Il sequestro, poi la richiesta di riscatto. Fin qui segue lo schema classico la vicenda dell’italiano Mario Belluomo e dei due russi V.V. Gorelov e Abdessattar Hassoun, rapiti in Siria nei giorni scorsi. In comune, un lavoro nell’acciaieria Hmisho and Co di Latakia. Ai telefoni dell’industria è arrivata martedì 18 dicembre la richiesta di riscatto per la loro liberazione.

L’ha annunciato il ministero degli Esteri di Mosca, che ha anche confermato le circostanze note del rapimento. I tre sarebbero stati presi dall’auto con cui erano partiti da Homs, terza città della Siria, in direzione di Tartus. Viaggiavano lungo un’autostrada costiera in cui da più di un anno non si registravano episodi di violenza, perché la regione appoggia in larga parte il regime. Nelle vicinanze erano scomparsi giovedì 13 dicembre anche Richard Engel dell’emittente americana Nbc e la sua troupe, liberati illesi cinque giorni dopo.
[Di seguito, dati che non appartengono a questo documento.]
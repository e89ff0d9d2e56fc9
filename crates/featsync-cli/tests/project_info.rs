use std::fs;
use std::process::Command;

use serde_json::Value;
use tempfile::TempDir;

fn bin() -> Command {
    Command::new(env!("CARGO_BIN_EXE_project-info"))
}

fn parse_report(stdout: &[u8]) -> Value {
    let text = String::from_utf8_lossy(stdout);
    let json = text
        .strip_prefix("📊 Project Information:\n")
        .expect("report header");
    serde_json::from_str(json).expect("report json")
}

#[test]
fn reports_manifest_fields_for_workspace_flag() {
    let temp = TempDir::new().expect("tempdir");
    fs::create_dir_all(temp.path().join(".git")).expect("git marker");
    fs::write(
        temp.path().join("package.json"),
        r#"{"name":"widget","version":"2.0.1"}"#,
    )
    .expect("package.json");

    let output = bin()
        .arg("--workspace")
        .arg(temp.path())
        .output()
        .expect("project-info");
    assert!(output.status.success());

    let report = parse_report(&output.stdout);
    assert_eq!(report["workspace"], temp.path().display().to_string());
    assert_eq!(report["gitStatus"], "Git repository detected");
    assert_eq!(report["projectName"], "widget");
    assert_eq!(report["projectVersion"], "2.0.1");
    assert_eq!(report["files"], serde_json::json!([".git", "package.json"]));
    assert!(report.get("error").is_none());
    assert!(report["timestamp"].as_str().unwrap_or_default().ends_with('Z'));
}

#[test]
fn workspace_env_var_is_honored() {
    let temp = TempDir::new().expect("tempdir");
    fs::write(temp.path().join("notes.md"), "# notes\n").expect("file");

    let output = bin()
        .env("WORKSPACE", temp.path())
        .output()
        .expect("project-info");
    assert!(output.status.success());

    let report = parse_report(&output.stdout);
    assert_eq!(report["files"], serde_json::json!(["notes.md"]));
    assert!(report["gitStatus"].is_null());
    assert!(report.get("projectName").is_none());
}

#[test]
fn unreadable_workspace_still_exits_zero() {
    let temp = TempDir::new().expect("tempdir");
    let output = bin()
        .arg("--workspace")
        .arg(temp.path().join("missing"))
        .output()
        .expect("project-info");
    assert!(output.status.success());

    let report = parse_report(&output.stdout);
    assert!(report["error"].is_string());
    assert_eq!(report["files"], serde_json::json!([]));
}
La ricostruzione è però incompleta. A cominciare dall’identità e dal numero dei rapitori. Poi c’è la questione dei tempi: Mario Belluomo è scomparso da giorni, ma la notizia è stata diffusa dai media e confermata dalla Farnesina solo ieri. Le autorità di Damasco non si sono ancora espresse.

Silenzio anche dai familiari di Belluomo. Il catanese, marito di una farmacista greca e padre di due figli, da giugno lavora come ingegnere elettrotecnico alla Hmisho and Co. A gennaio compirà 64 anni.